Dataset extract:
————————
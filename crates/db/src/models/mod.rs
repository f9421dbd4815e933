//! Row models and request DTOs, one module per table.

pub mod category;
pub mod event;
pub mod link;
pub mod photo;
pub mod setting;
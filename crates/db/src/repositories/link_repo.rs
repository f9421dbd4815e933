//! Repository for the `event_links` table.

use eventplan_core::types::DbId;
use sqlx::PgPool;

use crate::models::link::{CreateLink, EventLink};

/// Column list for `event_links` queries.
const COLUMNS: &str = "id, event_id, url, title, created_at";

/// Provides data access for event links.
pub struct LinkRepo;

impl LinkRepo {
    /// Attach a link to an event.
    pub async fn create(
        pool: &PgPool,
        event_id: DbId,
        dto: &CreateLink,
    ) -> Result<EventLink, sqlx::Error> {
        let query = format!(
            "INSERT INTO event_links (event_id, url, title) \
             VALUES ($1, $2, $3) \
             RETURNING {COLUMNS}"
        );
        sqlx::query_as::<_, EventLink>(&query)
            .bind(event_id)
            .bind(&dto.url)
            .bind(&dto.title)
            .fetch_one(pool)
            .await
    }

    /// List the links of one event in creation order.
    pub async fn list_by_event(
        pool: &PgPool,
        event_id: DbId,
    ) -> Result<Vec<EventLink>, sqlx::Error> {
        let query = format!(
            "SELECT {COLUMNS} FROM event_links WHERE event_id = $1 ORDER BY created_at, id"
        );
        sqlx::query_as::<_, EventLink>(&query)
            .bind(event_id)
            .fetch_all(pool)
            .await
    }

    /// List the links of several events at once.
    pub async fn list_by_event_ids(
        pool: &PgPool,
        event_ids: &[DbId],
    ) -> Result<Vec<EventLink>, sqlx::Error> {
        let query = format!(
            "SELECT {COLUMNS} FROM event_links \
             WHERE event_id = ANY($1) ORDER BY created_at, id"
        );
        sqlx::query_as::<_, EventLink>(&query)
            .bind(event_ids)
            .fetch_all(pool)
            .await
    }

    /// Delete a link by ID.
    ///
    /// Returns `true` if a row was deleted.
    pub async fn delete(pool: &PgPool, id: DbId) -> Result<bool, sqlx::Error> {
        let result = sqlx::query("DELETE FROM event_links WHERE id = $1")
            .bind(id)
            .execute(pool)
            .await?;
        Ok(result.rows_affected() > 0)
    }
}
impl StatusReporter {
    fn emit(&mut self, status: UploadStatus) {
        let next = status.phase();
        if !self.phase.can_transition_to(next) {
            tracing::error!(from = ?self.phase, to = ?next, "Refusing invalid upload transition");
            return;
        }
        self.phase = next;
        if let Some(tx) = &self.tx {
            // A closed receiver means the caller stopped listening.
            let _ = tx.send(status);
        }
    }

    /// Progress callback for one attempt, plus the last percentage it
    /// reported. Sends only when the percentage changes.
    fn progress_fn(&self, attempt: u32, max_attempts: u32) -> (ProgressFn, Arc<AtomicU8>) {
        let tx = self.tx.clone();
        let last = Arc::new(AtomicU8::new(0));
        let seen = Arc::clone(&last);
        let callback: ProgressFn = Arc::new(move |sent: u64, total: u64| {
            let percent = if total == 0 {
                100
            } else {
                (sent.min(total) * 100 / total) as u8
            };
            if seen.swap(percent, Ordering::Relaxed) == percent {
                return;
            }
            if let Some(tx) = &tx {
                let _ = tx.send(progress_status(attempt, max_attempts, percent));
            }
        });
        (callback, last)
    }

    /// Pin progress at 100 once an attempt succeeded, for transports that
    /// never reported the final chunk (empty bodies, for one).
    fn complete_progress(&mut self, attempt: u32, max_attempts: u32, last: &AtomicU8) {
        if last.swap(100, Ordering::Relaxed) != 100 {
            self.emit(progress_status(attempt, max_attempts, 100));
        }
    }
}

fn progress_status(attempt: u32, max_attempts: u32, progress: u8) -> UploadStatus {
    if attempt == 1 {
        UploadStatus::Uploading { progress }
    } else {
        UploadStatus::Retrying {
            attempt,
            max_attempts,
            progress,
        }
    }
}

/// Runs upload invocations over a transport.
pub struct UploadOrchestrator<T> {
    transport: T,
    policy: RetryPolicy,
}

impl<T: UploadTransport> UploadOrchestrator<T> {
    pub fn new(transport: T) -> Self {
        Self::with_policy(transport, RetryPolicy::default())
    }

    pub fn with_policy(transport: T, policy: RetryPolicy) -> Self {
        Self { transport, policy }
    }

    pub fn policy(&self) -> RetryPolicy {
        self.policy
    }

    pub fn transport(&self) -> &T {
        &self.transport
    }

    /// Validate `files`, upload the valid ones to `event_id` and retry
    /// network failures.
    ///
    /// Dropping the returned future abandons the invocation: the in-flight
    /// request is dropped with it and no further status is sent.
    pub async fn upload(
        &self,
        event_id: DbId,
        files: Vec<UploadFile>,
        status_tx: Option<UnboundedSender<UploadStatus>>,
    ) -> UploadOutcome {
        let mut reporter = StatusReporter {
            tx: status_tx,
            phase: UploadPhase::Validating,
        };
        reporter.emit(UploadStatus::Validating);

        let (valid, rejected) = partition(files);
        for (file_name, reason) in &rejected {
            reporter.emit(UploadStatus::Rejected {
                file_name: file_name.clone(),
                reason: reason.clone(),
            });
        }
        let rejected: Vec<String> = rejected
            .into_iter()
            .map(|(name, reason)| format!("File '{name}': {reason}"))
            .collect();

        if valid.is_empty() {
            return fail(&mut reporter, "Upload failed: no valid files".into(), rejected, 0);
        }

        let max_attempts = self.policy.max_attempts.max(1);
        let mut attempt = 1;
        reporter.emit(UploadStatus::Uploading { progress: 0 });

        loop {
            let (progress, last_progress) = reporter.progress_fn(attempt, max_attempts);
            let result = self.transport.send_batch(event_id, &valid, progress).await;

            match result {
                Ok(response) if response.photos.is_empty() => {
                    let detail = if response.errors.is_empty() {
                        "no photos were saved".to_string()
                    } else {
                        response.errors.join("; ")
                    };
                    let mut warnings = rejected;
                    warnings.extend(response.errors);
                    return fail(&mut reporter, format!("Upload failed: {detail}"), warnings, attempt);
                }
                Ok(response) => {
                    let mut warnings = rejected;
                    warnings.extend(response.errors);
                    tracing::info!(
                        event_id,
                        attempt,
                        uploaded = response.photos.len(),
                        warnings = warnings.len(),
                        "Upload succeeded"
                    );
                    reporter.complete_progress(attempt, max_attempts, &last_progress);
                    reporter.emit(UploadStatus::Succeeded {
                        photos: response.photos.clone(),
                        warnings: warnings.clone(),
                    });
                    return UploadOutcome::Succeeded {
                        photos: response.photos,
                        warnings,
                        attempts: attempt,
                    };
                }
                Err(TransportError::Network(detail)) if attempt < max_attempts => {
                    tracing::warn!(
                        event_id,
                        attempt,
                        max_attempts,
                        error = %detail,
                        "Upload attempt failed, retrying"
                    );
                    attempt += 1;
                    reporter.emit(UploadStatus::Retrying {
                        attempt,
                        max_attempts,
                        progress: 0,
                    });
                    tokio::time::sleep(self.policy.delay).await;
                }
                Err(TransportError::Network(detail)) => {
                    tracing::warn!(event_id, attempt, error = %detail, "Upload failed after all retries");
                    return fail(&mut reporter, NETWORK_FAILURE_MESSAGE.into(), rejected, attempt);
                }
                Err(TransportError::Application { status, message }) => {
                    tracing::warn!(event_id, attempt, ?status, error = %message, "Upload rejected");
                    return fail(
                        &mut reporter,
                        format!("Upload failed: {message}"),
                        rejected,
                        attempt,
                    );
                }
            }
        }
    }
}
————————
About this exercise: Every line of the listing should be printed again exactly.

Output for this task:
filename crates/db/src/models/mod.rs
repository f9421dbd4815e933
//! Row models and request DTOs, one module per table.

pub mod category;
pub mod event;
pub mod link;
pub mod photo;
pub mod setting;
filename crates/db/src/repositories/link_repo.rs
repository f9421dbd4815e933
//! Repository for the `event_links` table.

use eventplan_core::types::DbId;
use sqlx::PgPool;

use crate::models::link::{CreateLink, EventLink};

/// Column list for `event_links` queries.
const COLUMNS: &str = "id, event_id, url, title, created_at";

/// Provides data access for event links.
pub struct LinkRepo;

impl LinkRepo {
    /// Attach a link to an event.
    pub async fn create(
        pool: &PgPool,
        event_id: DbId,
        dto: &CreateLink,
    ) -> Result<EventLink, sqlx::Error> {
        let query = format!(
            "INSERT INTO event_links (event_id, url, title) \
             VALUES ($1, $2, $3) \
             RETURNING {COLUMNS}"
        );
        sqlx::query_as::<_, EventLink>(&query)
            .bind(event_id)
            .bind(&dto.url)
            .bind(&dto.title)
            .fetch_one(pool)
            .await
    }

    /// List the links of one event in creation order.
    pub async fn list_by_event(
        pool: &PgPool,
        event_id: DbId,
    ) -> Result<Vec<EventLink>, sqlx::Error> {
        let query = format!(
            "SELECT {COLUMNS} FROM event_links WHERE event_id = $1 ORDER BY created_at, id"
        );
        sqlx::query_as::<_, EventLink>(&query)
            .bind(event_id)
            .fetch_all(pool)
            .await
    }

    /// List the links of several events at once.
    pub async fn list_by_event_ids(
        pool: &PgPool,
        event_ids: &[DbId],
    ) -> Result<Vec<EventLink>, sqlx::Error> {
        let query = format!(
            "SELECT {COLUMNS} FROM event_links \
             WHERE event_id = ANY($1) ORDER BY created_at, id"
        );
        sqlx::query_as::<_, EventLink>(&query)
            .bind(event_ids)
            .fetch_all(pool)
            .await
    }

    /// Delete a link by ID.
    ///
    /// Returns `true` if a row was deleted.
    pub async fn delete(pool: &PgPool, id: DbId) -> Result<bool, sqlx::Error> {
        let result = sqlx::query("DELETE FROM event_links WHERE id = $1")
            .bind(id)
            .execute(pool)
            .await?;
        Ok(result.rows_affected() > 0)
    }
}
impl StatusReporter {
    fn emit(&mut self, status: UploadStatus) {
        let next = status.phase();
        if !self.phase.can_transition_to(next) {
            tracing::error!(from = ?self.phase, to = ?next, "Refusing invalid upload transition");
            return;
        }
        self.phase = next;
        if let Some(tx) = &self.tx {
            // A closed receiver means the caller stopped listening.
            let _ = tx.send(status);
        }
    }

    /// Progress callback for one attempt, plus the last percentage it
    /// reported. Sends only when the percentage changes.
    fn progress_fn(&self, attempt: u32, max_attempts: u32) -> (ProgressFn, Arc<AtomicU8>) {
        let tx = self.tx.clone();
        let last = Arc::new(AtomicU8::new(0));
        let seen = Arc::clone(&last);
        let callback: ProgressFn = Arc::new(move |sent: u64, total: u64| {
            let percent = if total == 0 {
                100
            } else {
                (sent.min(total) * 100 / total) as u8
            };
            if seen.swap(percent, Ordering::Relaxed) == percent {
                return;
            }
            if let Some(tx) = &tx {
                let _ = tx.send(progress_status(attempt, max_attempts, percent));
            }
        });
        (callback, last)
    }

    /// Pin progress at 100 once an attempt succeeded, for transports that
    /// never reported the final chunk (empty bodies, for one).
    fn complete_progress(&mut self, attempt: u32, max_attempts: u32, last: &AtomicU8) {
        if last.swap(100, Ordering::Relaxed) != 100 {
            self.emit(progress_status(attempt, max_attempts, 100));
        }
    }
}

fn progress_status(attempt: u32, max_attempts: u32, progress: u8) -> UploadStatus {
    if attempt == 1 {
        UploadStatus::Uploading { progress }
    } else {
        UploadStatus::Retrying {
            attempt,
            max_attempts,
            progress,
        }
    }
}

/// Runs upload invocations over a transport.
pub struct UploadOrchestrator<T> {
    transport: T,
    policy: RetryPolicy,
}

impl<T: UploadTransport> UploadOrchestrator<T> {
    pub fn new(transport: T) -> Self {
        Self::with_policy(transport, RetryPolicy::default())
    }

    pub fn with_policy(transport: T, policy: RetryPolicy) -> Self {
        Self { transport, policy }
    }

    pub fn policy(&self) -> RetryPolicy {
        self.policy
    }

    pub fn transport(&self) -> &T {
        &self.transport
    }

    /// Validate `files`, upload the valid ones to `event_id` and retry
    /// network failures.
    ///
    /// Dropping the returned future abandons the invocation: the in-flight
    /// request is dropped with it and no further status is sent.
    pub async fn upload(
        &self,
        event_id: DbId,
        files: Vec<UploadFile>,
        status_tx: Option<UnboundedSender<UploadStatus>>,
    ) -> UploadOutcome {
        let mut reporter = StatusReporter {
            tx: status_tx,
            phase: UploadPhase::Validating,
        };
        reporter.emit(UploadStatus::Validating);

        let (valid, rejected) = partition(files);
        for (file_name, reason) in &rejected {
            reporter.emit(UploadStatus::Rejected {
                file_name: file_name.clone(),
                reason: reason.clone(),
            });
        }
        let rejected: Vec<String> = rejected
            .into_iter()
            .map(|(name, reason)| format!("File '{name}': {reason}"))
            .collect();

        if valid.is_empty() {
            return fail(&mut reporter, "Upload failed: no valid files".into(), rejected, 0);
        }

        let max_attempts = self.policy.max_attempts.max(1);
        let mut attempt = 1;
        reporter.emit(UploadStatus::Uploading { progress: 0 });

        loop {
            let (progress, last_progress) = reporter.progress_fn(attempt, max_attempts);
            let result = self.transport.send_batch(event_id, &valid, progress).await;

            match result {
                Ok(response) if response.photos.is_empty() => {
                    let detail = if response.errors.is_empty() {
                        "no photos were saved".to_string()
                    } else {
                        response.errors.join("; ")
                    };
                    let mut warnings = rejected;
                    warnings.extend(response.errors);
                    return fail(&mut reporter, format!("Upload failed: {detail}"), warnings, attempt);
                }
                Ok(response) => {
                    let mut warnings = rejected;
                    warnings.extend(response.errors);
                    tracing::info!(
                        event_id,
                        attempt,
                        uploaded = response.photos.len(),
                        warnings = warnings.len(),
                        "Upload succeeded"
                    );
                    reporter.complete_progress(attempt, max_attempts, &last_progress);
                    reporter.emit(UploadStatus::Succeeded {
                        photos: response.photos.clone(),
                        warnings: warnings.clone(),
                    });
                    return UploadOutcome::Succeeded {
                        photos: response.photos,
                        warnings,
                        attempts: attempt,
                    };
                }
                Err(TransportError::Network(detail)) if attempt < max_attempts => {
                    tracing::warn!(
                        event_id,
                        attempt,
                        max_attempts,
                        error = %detail,
                        "Upload attempt failed, retrying"
                    );
                    attempt += 1;
                    reporter.emit(UploadStatus::Retrying {
                        attempt,
                        max_attempts,
                        progress: 0,
                    });
                    tokio::time::sleep(self.policy.delay).await;
                }
                Err(TransportError::Network(detail)) => {
                    tracing::warn!(event_id, attempt, error = %detail, "Upload failed after all retries");
                    return fail(&mut reporter, NETWORK_FAILURE_MESSAGE.into(), rejected, attempt);
                }
                Err(TransportError::Application { status, message }) => {
                    tracing::warn!(event_id, attempt, ?status, error = %message, "Upload rejected");
                    return fail(
                        &mut reporter,
                        format!("Upload failed: {message}"),
                        rejected,
                        attempt,
                    );
                }
            }
        }
    }
}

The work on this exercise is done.